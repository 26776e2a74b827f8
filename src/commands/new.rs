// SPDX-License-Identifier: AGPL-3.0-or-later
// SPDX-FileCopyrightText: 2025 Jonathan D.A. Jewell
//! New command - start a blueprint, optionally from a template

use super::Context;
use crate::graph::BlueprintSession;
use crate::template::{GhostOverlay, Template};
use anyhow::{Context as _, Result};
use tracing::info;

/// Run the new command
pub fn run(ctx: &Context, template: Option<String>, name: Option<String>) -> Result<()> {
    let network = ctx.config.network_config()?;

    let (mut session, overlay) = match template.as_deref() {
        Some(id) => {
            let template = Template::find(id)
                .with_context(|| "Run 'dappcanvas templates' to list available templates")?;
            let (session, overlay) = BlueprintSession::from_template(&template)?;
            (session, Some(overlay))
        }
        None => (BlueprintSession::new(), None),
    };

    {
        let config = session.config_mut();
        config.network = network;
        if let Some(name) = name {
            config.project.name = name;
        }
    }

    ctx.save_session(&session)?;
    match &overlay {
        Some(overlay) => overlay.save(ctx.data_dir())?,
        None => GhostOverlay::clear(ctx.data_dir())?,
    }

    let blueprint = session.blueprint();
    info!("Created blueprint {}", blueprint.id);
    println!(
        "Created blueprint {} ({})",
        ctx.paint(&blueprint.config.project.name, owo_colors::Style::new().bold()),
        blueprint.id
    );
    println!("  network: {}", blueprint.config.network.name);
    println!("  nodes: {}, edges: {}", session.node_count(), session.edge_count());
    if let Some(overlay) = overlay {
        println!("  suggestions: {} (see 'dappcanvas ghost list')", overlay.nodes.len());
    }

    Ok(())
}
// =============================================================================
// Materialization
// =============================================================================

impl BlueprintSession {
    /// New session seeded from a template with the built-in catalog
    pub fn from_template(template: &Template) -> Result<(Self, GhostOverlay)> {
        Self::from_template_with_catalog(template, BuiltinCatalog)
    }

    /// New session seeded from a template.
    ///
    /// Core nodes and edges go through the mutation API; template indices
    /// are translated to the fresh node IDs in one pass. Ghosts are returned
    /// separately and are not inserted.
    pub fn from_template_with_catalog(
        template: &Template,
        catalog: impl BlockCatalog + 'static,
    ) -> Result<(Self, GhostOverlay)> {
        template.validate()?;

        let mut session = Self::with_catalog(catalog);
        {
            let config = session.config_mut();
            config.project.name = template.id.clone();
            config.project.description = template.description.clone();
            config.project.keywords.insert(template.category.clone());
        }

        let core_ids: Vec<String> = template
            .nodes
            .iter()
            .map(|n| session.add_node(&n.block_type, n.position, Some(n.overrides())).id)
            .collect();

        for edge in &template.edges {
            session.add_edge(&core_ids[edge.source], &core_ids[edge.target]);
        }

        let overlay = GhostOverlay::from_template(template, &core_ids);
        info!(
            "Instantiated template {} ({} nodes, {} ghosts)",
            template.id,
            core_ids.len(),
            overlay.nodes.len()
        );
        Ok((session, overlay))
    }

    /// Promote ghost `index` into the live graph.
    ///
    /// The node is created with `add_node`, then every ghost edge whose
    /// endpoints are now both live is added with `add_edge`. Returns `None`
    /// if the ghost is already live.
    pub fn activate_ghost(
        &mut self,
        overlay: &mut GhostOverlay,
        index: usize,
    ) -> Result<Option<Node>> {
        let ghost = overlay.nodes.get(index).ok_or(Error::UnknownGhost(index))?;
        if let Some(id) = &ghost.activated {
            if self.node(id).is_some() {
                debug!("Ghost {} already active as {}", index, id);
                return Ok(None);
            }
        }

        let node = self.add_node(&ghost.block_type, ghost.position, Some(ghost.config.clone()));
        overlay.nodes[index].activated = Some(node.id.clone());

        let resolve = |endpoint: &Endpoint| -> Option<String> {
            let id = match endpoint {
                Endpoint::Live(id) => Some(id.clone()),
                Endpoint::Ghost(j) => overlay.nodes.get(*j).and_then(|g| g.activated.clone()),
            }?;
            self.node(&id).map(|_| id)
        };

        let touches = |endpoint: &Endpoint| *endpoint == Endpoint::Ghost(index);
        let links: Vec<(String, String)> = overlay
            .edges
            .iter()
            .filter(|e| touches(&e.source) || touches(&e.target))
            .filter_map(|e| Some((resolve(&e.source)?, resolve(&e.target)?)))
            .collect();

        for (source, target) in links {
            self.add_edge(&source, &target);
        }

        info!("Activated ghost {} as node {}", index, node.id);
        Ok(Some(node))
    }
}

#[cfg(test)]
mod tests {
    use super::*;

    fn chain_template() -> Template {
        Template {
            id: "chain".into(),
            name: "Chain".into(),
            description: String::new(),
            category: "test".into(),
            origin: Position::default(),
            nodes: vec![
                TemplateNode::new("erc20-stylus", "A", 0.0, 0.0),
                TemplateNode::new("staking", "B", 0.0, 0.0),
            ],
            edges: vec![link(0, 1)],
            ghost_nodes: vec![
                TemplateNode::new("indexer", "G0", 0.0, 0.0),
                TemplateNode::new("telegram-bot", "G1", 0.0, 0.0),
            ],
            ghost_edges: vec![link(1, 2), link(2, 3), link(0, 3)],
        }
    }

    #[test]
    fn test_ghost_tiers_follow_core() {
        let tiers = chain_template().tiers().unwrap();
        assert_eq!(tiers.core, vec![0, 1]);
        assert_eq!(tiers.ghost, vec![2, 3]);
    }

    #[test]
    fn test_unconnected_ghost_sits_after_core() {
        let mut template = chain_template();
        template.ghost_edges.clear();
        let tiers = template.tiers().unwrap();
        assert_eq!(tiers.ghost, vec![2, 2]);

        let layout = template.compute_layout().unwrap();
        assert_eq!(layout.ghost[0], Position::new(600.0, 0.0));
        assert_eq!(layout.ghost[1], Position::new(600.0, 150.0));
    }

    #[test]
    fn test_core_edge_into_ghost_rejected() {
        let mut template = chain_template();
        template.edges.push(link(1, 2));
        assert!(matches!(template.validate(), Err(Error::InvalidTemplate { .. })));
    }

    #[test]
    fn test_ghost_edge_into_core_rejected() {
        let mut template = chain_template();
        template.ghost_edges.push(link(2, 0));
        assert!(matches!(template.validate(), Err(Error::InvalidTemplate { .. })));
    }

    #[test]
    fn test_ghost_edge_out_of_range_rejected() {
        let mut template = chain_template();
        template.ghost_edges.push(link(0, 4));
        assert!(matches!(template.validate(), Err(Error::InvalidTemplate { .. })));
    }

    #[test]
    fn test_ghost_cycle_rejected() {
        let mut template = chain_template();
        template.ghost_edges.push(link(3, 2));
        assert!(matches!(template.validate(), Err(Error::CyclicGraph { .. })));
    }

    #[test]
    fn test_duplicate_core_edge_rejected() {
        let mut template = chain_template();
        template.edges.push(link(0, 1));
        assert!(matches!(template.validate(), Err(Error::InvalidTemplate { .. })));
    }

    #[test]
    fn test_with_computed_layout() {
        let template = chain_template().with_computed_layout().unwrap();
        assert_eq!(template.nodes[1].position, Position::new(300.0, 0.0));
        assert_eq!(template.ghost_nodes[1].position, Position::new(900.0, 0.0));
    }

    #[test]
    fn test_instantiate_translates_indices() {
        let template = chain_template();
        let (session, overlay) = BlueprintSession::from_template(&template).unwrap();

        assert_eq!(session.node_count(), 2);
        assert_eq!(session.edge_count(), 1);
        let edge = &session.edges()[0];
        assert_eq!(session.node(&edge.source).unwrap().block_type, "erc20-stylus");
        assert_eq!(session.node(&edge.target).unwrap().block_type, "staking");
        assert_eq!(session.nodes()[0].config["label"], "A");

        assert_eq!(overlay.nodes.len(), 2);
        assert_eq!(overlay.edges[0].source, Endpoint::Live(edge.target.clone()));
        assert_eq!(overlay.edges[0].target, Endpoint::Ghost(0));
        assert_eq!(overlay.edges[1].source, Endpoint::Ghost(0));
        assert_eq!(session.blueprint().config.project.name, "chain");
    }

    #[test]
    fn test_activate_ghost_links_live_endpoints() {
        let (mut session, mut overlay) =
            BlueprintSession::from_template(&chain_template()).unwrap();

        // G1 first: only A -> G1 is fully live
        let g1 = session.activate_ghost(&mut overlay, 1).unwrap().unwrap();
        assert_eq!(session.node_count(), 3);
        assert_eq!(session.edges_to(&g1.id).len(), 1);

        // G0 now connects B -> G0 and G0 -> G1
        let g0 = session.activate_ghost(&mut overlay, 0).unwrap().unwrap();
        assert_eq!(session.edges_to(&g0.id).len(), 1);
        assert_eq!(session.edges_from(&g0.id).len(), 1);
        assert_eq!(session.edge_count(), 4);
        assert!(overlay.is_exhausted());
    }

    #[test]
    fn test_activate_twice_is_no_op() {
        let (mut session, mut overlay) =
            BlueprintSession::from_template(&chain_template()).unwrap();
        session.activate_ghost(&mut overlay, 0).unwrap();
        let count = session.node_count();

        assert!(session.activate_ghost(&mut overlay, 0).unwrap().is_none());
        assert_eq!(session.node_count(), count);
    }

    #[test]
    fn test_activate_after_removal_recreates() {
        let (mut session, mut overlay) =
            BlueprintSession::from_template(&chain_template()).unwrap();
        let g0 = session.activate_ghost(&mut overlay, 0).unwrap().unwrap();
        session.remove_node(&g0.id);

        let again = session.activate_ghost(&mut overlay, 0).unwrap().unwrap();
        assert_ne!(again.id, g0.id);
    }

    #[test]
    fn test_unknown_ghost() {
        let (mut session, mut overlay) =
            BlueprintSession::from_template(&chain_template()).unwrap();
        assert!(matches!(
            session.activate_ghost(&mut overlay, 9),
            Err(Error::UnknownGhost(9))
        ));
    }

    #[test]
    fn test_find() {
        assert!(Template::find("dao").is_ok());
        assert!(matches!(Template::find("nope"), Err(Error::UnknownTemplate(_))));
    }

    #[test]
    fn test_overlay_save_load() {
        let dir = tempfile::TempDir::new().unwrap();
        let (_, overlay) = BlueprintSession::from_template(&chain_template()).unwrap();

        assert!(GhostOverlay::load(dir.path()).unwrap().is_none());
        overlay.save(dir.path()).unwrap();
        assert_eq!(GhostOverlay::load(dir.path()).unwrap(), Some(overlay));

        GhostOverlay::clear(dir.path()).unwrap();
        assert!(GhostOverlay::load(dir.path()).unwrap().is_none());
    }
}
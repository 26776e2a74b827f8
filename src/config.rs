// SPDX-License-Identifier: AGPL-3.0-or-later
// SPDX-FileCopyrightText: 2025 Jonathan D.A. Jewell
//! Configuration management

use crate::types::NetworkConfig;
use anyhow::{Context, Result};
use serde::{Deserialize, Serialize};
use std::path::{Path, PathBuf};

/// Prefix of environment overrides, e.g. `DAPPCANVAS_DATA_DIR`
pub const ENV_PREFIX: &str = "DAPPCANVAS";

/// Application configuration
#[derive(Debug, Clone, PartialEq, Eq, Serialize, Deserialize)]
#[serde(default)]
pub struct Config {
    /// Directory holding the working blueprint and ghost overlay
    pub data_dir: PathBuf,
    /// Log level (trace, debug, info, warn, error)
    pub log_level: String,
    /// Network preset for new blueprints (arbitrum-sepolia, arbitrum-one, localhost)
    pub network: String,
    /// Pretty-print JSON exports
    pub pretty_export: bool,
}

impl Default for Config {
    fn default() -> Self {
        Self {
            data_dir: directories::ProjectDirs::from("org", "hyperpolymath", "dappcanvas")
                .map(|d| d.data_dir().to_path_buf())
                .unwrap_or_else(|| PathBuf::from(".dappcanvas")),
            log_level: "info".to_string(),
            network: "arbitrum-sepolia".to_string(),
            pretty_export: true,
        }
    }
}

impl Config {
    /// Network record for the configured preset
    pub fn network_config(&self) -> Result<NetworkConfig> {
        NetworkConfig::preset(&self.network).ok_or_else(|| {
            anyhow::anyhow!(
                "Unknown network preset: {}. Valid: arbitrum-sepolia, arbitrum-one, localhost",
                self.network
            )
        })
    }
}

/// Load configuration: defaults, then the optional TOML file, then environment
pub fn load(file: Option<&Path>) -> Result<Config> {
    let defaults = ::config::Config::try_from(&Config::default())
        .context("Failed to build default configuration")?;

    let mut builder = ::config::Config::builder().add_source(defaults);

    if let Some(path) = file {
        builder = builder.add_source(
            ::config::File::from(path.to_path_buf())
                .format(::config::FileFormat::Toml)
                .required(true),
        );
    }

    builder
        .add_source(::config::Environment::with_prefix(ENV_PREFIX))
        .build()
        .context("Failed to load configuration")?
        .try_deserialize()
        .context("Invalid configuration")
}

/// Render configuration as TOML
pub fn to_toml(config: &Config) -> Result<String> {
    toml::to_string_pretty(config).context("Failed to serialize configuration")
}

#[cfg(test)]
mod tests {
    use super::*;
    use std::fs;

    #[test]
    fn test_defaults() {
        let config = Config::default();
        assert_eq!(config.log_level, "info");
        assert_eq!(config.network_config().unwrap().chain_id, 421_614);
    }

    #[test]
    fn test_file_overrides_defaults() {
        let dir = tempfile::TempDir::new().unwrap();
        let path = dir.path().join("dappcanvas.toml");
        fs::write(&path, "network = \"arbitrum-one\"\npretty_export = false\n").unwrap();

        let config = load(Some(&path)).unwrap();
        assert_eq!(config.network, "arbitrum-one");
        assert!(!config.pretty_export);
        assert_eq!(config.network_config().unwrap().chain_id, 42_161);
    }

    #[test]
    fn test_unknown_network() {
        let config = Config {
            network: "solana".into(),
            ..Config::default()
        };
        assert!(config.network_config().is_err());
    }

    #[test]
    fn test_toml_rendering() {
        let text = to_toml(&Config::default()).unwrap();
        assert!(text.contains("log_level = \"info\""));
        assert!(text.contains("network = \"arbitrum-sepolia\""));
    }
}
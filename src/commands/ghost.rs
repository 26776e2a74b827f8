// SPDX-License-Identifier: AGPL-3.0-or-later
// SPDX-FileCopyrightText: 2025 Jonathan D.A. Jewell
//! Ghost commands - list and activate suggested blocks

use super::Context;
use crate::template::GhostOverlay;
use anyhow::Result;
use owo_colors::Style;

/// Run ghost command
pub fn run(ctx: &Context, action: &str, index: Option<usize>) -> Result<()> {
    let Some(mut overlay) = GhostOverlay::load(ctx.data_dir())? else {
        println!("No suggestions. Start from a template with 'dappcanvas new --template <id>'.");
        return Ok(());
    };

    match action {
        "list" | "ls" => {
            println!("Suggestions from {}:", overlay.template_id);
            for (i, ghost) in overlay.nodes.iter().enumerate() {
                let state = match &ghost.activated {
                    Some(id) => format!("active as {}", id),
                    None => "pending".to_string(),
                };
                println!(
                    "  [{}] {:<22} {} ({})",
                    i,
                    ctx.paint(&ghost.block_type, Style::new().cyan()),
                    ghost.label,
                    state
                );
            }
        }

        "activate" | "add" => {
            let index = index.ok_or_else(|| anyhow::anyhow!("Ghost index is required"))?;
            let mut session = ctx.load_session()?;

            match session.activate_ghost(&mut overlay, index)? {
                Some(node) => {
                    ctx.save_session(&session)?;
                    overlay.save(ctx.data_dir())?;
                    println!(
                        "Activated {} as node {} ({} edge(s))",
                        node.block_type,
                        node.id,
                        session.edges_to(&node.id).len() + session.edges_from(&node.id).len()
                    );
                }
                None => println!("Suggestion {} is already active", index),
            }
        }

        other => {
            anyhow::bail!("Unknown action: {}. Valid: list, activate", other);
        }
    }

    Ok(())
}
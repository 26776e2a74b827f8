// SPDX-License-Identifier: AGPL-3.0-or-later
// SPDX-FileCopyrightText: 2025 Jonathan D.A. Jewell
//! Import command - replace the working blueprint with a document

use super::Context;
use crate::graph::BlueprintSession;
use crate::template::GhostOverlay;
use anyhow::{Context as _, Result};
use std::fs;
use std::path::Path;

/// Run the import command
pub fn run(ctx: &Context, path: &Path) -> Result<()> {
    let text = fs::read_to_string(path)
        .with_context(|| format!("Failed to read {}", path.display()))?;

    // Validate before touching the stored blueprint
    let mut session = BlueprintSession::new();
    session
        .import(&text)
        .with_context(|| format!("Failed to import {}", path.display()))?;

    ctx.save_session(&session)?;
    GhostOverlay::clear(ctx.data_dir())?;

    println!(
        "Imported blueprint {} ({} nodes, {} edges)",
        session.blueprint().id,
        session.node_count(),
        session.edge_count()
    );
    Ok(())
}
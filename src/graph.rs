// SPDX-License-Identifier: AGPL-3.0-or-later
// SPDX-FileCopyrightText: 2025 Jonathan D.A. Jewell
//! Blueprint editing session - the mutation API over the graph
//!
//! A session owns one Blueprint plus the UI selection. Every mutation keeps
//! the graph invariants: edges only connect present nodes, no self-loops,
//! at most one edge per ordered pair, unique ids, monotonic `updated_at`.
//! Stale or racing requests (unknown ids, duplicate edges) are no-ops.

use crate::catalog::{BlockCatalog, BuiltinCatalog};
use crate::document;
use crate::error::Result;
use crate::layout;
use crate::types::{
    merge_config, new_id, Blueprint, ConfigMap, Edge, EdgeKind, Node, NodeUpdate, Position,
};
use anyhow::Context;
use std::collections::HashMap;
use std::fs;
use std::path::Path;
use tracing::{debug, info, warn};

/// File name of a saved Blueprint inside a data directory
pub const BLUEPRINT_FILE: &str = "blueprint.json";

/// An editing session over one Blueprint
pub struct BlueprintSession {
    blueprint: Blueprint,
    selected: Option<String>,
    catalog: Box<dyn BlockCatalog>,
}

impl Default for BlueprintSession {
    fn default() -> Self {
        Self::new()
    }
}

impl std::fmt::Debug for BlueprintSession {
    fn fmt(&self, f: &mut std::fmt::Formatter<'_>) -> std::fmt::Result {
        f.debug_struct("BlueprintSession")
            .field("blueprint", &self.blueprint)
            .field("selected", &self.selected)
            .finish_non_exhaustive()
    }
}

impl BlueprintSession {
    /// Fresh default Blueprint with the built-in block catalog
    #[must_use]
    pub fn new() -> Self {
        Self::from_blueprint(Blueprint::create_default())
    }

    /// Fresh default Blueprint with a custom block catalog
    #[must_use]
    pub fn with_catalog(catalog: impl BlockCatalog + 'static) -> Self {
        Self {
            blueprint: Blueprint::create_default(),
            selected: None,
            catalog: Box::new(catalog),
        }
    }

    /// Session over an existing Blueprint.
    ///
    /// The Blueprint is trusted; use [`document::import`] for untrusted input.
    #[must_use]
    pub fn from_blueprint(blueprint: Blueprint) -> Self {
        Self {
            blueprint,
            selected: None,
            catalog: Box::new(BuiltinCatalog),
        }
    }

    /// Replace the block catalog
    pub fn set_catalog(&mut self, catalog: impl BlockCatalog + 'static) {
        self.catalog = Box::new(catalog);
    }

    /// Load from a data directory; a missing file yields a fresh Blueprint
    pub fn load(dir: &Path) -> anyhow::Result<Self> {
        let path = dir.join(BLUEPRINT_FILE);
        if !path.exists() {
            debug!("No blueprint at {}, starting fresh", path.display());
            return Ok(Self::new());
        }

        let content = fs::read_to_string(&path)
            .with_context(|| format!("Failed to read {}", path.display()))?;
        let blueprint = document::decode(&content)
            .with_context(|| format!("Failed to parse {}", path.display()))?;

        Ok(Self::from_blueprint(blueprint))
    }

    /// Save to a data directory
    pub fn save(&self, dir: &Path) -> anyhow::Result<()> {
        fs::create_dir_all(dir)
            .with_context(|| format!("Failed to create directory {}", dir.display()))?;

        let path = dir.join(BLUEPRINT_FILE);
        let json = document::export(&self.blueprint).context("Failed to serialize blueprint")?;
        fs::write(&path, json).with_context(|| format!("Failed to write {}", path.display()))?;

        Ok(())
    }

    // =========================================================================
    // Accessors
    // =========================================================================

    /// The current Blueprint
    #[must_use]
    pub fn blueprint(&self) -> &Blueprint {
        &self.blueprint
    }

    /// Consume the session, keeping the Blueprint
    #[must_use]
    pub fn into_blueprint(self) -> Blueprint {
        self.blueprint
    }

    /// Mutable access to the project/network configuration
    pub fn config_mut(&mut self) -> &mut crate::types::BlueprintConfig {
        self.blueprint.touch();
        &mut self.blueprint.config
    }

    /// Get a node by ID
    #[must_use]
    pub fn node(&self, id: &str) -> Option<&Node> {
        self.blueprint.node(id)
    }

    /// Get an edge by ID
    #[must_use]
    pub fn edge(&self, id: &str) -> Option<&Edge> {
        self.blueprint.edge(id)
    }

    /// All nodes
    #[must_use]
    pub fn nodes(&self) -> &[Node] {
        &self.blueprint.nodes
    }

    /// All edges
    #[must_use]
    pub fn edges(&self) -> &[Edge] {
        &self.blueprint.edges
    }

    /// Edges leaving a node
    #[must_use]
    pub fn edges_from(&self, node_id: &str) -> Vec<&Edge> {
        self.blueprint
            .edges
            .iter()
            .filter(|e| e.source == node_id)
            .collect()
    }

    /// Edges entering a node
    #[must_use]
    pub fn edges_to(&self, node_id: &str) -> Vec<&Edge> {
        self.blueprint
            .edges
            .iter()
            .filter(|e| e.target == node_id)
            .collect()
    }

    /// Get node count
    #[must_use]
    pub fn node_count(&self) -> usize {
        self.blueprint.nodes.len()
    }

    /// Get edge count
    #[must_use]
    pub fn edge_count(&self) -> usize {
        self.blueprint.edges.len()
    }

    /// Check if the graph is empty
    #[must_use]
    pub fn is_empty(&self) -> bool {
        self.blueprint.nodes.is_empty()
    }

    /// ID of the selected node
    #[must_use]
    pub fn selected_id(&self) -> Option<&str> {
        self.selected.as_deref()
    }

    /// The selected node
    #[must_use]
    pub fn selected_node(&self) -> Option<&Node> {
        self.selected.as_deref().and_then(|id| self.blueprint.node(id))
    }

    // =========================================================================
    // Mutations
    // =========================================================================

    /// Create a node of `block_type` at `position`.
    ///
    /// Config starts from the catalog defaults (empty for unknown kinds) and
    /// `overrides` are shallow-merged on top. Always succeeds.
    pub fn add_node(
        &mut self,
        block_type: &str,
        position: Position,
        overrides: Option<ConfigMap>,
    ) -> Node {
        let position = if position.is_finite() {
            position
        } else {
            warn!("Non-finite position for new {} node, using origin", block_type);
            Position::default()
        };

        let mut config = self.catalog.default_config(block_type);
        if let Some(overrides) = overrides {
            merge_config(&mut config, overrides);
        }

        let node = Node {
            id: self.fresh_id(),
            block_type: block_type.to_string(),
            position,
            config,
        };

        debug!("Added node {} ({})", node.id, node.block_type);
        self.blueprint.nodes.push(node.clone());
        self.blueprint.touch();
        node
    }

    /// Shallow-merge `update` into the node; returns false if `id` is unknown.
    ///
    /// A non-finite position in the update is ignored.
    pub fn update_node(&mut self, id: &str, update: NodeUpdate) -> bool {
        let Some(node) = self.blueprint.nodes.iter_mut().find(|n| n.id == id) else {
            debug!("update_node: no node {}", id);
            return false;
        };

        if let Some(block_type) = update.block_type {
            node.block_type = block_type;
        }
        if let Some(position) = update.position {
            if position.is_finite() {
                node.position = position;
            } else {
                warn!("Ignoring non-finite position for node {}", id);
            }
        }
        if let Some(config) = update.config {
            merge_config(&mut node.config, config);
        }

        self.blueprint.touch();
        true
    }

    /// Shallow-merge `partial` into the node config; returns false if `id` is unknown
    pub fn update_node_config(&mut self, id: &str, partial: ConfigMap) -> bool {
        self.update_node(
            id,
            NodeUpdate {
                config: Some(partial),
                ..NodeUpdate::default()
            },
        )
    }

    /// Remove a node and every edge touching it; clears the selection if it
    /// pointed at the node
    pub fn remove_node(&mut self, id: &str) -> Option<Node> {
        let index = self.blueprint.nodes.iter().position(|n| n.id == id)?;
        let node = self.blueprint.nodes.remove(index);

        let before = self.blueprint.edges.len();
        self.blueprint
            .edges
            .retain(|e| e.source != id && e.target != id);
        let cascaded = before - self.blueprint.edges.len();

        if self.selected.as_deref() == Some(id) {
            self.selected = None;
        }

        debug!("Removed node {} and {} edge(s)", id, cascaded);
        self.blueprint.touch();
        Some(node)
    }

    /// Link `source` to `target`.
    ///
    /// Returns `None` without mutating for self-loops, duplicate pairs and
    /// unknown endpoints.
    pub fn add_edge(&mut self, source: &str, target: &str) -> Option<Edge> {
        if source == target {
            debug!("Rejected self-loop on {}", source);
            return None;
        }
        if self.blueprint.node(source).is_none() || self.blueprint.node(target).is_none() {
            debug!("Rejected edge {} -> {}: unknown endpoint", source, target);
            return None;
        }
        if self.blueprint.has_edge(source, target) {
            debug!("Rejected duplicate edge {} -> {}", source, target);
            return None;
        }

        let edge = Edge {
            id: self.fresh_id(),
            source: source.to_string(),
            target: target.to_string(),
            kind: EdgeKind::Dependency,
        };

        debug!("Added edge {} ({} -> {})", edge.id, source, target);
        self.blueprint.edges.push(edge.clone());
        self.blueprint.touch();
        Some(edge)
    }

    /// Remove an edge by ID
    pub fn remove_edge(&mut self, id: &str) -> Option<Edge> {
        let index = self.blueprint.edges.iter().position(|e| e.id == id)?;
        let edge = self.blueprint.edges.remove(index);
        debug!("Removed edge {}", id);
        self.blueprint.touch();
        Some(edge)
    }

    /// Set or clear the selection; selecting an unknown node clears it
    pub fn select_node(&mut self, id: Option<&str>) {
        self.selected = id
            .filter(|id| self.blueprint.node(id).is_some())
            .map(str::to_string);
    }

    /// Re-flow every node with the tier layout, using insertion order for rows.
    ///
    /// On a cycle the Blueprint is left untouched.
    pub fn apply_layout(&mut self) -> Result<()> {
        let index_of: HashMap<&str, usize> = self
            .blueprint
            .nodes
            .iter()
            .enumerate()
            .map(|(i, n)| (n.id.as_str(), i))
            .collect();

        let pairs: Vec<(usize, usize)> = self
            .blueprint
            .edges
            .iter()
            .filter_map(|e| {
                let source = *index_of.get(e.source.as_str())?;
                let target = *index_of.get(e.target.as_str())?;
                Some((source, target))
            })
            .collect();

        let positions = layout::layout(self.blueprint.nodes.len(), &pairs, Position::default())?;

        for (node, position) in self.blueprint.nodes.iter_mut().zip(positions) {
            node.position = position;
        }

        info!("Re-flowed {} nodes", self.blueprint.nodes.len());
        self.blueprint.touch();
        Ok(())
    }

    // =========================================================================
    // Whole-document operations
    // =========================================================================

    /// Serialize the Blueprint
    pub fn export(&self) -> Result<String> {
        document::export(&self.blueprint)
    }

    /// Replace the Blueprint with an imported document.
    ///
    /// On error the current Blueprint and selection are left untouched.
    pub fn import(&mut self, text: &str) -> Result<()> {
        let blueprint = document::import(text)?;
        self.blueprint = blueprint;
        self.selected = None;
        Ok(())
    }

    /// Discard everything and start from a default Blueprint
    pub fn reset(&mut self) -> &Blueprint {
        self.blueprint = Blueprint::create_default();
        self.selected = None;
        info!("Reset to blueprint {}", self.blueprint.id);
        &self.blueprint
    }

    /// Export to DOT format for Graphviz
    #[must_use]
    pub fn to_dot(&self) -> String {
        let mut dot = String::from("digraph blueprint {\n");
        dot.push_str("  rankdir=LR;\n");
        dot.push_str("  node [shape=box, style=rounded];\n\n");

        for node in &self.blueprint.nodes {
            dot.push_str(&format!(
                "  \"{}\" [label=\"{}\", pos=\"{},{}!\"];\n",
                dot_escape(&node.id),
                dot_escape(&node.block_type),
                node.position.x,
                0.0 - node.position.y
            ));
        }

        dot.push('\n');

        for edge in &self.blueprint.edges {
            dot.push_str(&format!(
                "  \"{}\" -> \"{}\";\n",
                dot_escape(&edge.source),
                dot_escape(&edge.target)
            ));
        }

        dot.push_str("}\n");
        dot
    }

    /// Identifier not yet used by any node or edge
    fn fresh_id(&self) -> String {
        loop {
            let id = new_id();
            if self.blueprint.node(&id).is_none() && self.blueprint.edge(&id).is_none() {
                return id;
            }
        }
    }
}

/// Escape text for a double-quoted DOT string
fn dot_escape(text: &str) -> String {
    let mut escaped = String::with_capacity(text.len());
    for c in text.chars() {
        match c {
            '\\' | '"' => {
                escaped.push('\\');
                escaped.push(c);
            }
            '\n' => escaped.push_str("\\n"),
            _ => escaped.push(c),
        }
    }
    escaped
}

*-*-*

■ Your instructions ■
Whichever lines of the records above hold the word "NodeUpdate" should all be copied out.

■ Response ■
    merge_config, new_id, Blueprint, ConfigMap, Edge, EdgeKind, Node, NodeUpdate, Position,
    pub fn update_node(&mut self, id: &str, update: NodeUpdate) -> bool {
            NodeUpdate {
                ..NodeUpdate::default()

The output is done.